**** Supplied entries

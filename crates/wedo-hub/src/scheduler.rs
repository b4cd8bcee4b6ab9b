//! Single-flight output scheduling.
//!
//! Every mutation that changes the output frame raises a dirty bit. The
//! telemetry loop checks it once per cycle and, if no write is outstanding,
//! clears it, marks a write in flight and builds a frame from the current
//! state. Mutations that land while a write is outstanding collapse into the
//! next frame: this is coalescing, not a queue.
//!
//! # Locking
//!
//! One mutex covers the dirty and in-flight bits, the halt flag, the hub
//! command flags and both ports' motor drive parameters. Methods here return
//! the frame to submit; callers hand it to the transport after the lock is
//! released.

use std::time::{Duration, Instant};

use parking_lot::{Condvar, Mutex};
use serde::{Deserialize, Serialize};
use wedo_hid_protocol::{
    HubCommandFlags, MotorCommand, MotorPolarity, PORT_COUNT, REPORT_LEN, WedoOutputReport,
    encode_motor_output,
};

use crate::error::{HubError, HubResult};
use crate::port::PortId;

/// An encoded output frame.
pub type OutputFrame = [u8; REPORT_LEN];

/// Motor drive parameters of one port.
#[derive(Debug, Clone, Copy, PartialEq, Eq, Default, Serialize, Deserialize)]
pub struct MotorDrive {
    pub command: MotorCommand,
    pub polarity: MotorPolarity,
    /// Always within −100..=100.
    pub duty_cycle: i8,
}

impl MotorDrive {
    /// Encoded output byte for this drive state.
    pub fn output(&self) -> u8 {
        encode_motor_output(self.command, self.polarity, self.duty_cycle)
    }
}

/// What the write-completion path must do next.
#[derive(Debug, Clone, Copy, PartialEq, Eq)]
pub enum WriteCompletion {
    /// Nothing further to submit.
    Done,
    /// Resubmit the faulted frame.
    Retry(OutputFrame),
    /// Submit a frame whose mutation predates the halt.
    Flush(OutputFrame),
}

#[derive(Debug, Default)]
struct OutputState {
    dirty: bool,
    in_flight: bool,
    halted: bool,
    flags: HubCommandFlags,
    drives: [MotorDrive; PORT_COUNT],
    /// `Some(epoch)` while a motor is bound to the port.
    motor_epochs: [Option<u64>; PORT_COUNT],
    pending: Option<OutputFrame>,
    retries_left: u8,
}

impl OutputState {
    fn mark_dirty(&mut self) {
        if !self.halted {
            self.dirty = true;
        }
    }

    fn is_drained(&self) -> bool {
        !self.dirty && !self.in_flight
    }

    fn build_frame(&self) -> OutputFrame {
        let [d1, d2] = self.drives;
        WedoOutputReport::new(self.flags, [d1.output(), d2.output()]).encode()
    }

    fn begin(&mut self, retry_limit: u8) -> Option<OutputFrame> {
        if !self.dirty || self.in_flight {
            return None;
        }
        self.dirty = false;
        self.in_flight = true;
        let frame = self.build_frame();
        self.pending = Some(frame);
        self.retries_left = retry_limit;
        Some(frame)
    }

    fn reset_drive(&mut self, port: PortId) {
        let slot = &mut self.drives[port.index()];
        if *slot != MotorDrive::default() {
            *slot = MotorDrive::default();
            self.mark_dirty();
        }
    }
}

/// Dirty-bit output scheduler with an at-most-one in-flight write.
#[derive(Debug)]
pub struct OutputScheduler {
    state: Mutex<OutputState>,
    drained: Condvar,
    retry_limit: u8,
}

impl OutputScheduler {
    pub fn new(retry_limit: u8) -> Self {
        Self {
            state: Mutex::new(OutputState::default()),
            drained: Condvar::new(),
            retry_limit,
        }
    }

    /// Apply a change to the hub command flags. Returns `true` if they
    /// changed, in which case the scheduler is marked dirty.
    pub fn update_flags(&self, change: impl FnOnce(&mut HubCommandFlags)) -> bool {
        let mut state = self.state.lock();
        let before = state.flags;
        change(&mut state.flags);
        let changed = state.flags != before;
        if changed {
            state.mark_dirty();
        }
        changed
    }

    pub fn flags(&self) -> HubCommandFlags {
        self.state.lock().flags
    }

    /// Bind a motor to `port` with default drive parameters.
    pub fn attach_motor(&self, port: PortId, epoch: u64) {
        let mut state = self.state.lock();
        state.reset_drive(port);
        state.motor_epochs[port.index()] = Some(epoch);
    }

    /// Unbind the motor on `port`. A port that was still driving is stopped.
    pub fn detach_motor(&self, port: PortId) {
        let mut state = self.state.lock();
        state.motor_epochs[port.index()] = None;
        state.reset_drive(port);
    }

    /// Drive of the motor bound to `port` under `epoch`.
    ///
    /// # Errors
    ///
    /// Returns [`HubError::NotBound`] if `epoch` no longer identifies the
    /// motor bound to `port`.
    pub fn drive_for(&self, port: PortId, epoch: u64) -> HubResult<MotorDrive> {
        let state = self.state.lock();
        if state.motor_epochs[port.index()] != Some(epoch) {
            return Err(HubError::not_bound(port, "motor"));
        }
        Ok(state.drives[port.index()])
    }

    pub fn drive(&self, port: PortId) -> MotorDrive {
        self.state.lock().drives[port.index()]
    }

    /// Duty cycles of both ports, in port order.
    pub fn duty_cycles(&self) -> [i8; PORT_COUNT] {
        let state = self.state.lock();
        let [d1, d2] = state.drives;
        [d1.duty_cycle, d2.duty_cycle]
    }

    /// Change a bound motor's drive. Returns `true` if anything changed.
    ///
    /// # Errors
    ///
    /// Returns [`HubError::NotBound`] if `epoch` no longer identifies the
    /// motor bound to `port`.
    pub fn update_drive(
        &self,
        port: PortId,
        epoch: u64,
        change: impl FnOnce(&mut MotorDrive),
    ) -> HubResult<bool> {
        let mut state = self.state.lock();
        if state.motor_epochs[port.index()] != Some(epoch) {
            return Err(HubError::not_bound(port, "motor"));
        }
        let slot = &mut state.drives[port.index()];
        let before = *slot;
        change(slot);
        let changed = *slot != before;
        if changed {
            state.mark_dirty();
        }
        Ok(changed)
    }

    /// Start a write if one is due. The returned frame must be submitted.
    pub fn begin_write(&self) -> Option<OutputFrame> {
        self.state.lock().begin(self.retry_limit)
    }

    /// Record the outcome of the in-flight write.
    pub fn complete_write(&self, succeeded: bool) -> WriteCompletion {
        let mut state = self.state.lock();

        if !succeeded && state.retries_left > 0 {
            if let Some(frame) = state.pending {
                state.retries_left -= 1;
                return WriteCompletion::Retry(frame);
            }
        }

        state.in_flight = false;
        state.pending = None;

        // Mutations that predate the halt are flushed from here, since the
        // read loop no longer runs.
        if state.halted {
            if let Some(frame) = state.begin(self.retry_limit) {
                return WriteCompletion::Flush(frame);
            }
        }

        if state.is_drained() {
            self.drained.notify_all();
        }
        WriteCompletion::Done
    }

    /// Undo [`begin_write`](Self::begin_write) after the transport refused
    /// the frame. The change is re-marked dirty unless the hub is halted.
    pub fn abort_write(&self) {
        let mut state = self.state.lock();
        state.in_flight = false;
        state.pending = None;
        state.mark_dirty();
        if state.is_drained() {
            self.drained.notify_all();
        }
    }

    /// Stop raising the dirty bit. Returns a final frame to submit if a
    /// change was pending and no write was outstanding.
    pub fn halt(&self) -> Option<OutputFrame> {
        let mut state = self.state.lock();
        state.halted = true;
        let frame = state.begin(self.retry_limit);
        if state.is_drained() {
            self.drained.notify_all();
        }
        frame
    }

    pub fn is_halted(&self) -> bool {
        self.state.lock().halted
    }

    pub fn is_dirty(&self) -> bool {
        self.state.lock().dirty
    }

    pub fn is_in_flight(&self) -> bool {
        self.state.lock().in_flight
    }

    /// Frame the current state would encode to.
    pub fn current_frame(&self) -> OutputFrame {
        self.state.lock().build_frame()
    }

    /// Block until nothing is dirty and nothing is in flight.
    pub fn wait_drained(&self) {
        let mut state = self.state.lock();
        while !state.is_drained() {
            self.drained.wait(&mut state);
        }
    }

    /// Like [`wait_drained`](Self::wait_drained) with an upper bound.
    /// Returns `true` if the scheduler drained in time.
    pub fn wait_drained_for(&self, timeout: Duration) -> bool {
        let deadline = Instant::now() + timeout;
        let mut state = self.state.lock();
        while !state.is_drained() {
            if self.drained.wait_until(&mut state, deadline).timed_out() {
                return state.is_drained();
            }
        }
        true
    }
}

********

Task prompt: The line with "telemetry loop checks" marks the end; reproduce exactly every line from the start of the entries up to it, that line included.

Written solution:
filename crates/wedo-hub/src/scheduler.rs
repository b4cd8bcee4b6ab9b
//! Single-flight output scheduling.
//!
//! Every mutation that changes the output frame raises a dirty bit. The
//! telemetry loop checks it once per cycle and, if no write is outstanding,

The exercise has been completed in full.